Back to Pi. Okay, actually, maybe that's all I've got. Sure, he's hot, but man he needs a haircut. Not that I really keep track of his hair as lately, but when the amount of eye candy that I'm subjected to on a daily basis is as limited as what I see.. I have to spend the majority of my time creeping on hotties that are too far out of reach, but can be accessed by opening up my trusty laptop... which might I add, might be getting closer and closer to its demise? I'm worried. And I don't have another 2 grand to throw into the wind for another one. I want to spend that on snapping up every Set For Life lottery ticket that I can.. I've got a feeling those winds are gonna turn and land me with $1,000/week for the next 25 years of my life! In fact, I feel so inspired, I might just make a pit stop on the way home tomorrow from the bank to buy another one...

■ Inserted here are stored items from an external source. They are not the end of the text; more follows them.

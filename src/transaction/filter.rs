//! View-level filtering of transactions by type.

use serde::Deserialize;

use crate::transaction::{Transaction, TransactionType};

/// The type filter selected on the transactions page.
#[derive(Debug, Clone, Copy, Default, PartialEq, Eq, Deserialize)]
#[serde(rename_all = "lowercase")]
pub enum TypeFilter {
    /// Keep every transaction.
    #[default]
    All,
    /// Keep only income transactions.
    Income,
    /// Keep only expense transactions.
    Expense,
}

impl TypeFilter {
    /// The value used for this filter in query strings and form selects.
    pub fn as_query_value(&self) -> &'static str {
        match self {
            TypeFilter::All => "all",
            TypeFilter::Income => "income",
            TypeFilter::Expense => "expense",
        }
    }
}

/// Retain the transactions matching `filter`, preserving the input order.
///
/// [TypeFilter::All] is the identity filter.
pub fn filter_by_type(transactions: &[Transaction], filter: TypeFilter) -> Vec<&Transaction> {
    transactions
        .iter()
        .filter(|transaction| match filter {
            TypeFilter::All => true,
            TypeFilter::Income => transaction.transaction_type == TransactionType::Income,
            TypeFilter::Expense => transaction.transaction_type == TransactionType::Expense,
        })
        .collect()
}
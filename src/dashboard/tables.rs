//! The category breakdown lists rendered beside the doughnut charts.

use maud::{Markup, html};

use crate::{
    dashboard::aggregation::{CategoryTotal, percentage_label},
    html::format_currency,
};

/// Render a category breakdown as a small table with amount and share.
///
/// The rows come in canonical category order; the share column is each
/// category's slice of the series total.
pub(super) fn category_breakdown_table(title: &str, breakdown: &[CategoryTotal]) -> Markup {
    let series_total: f64 = breakdown.iter().map(|entry| entry.total).sum();

    html!(
        div class="bg-white dark:bg-gray-800 p-4 rounded shadow-sm"
        {
            h3 class="text-lg font-semibold mb-2" { (title) }

            @if breakdown.is_empty() {
                p class="italic text-gray-500 dark:text-gray-400" { "No data yet." }
            } @else {
                table class="w-full text-sm text-left text-gray-500 dark:text-gray-400"
                {
                    tbody
                    {
                        @for entry in breakdown {
                            tr
                            {
                                td class="py-1" { (entry.category) }
                                td class="py-1 text-right" { (format_currency(entry.total)) }
                                td class="py-1 text-right"
                                {
                                    (percentage_label(entry.total, series_total))
                                }
                            }
                        }
                    }
                }
            }
        }
    )
}

#[cfg(test)]
mod tables_tests {
    use crate::{category::Category, dashboard::aggregation::CategoryTotal};

    use super::category_breakdown_table;

    #[test]
    fn table_shows_amount_and_percentage_per_category() {
        let breakdown = vec![
            CategoryTotal {
                category: Category::Groceries,
                total: 40.0,
            },
            CategoryTotal {
                category: Category::Utilities,
                total: 60.0,
            },
        ];

        let html = category_breakdown_table("Expense by Category", &breakdown).into_string();

        assert!(html.contains("Groceries"));
        assert!(html.contains("$40.00"));
        assert!(html.contains("40.0%"));
        assert!(html.contains("Utilities"));
        assert!(html.contains("60.0%"));
    }

    #[test]
    fn empty_breakdown_shows_placeholder() {
        let html = category_breakdown_table("Income by Category", &[]).into_string();

        assert!(html.contains("No data yet."));
    }
}
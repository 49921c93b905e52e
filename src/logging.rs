//! Middleware for logging requests and responses.

use axum::{
    body::Body,
    extract::Request,
    http::{Method, header::CONTENT_TYPE},
    middleware::Next,
    response::Response,
};

/// The maximum number of body bytes to log at the `info` level. Longer
/// bodies are truncated, with the full body logged at `debug`.
const LOG_BODY_LENGTH_LIMIT: usize = 64;

/// Log the request and response for each request, including their bodies.
///
/// Form submissions have their password field redacted before logging.
pub async fn logging_middleware(request: Request, next: Next) -> Response {
    let (parts, body) = request.into_parts();
    let body_text = read_body_text(body).await;

    let display_text = if is_form_post(&parts) {
        redact_password(&body_text, "password")
    } else {
        body_text.clone()
    };
    log_payload("Received request", format!("{parts:#?}"), &display_text);

    let request = Request::from_parts(parts, body_text.into());
    let response = next.run(request).await;

    let (parts, body) = response.into_parts();
    let body_text = read_body_text(body).await;
    log_payload("Sending response", format!("{parts:#?}"), &body_text);

    Response::from_parts(parts, body_text.into())
}

async fn read_body_text(body: Body) -> String {
    let body_bytes = axum::body::to_bytes(body, usize::MAX).await.unwrap();

    String::from_utf8_lossy(&body_bytes).to_string()
}

fn is_form_post(parts: &axum::http::request::Parts) -> bool {
    parts.method == Method::POST
        && parts
            .headers
            .get(CONTENT_TYPE)
            .is_some_and(|content_type| {
                content_type
                    .as_bytes()
                    .starts_with(b"application/x-www-form-urlencoded")
            })
}

fn redact_password(form_text: &str, field_name: &str) -> String {
    let start = match form_text.find(&format!("{field_name}=")) {
        Some(position) => position,
        None => return form_text.to_string(),
    };

    let end = form_text[start..]
        .find('&')
        .map(|position| start + position)
        .unwrap_or(form_text.len());

    let password = &form_text[start..end];

    form_text.replace(password, &format!("{field_name}=********"))
}

fn log_payload(direction: &str, headers: String, body: &str) {
    if body.len() > LOG_BODY_LENGTH_LIMIT {
        tracing::info!(
            "{direction}: {headers}\nbody: {:}...",
            &body[..LOG_BODY_LENGTH_LIMIT]
        );
        tracing::debug!("Full body: {body:?}");
    } else {
        tracing::info!("{direction}: {headers}\nbody: {body:?}");
    }
}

Cheers to the wasted brain space that's consumed by all things Pi and the wasted loose bills that Set For Life will steal from me yet again
Oh my gosh...you are so ridiculous. But I love it! And maybe if you didn't have 5000 things running at a time on your laptop and restarted it every once in a while, it would last longer.
ReplyDeleteYou don't have any hobbies, do you? I pity you. You're pathetic. I think you're insane and need medical assistance. Good luck for the future my dear.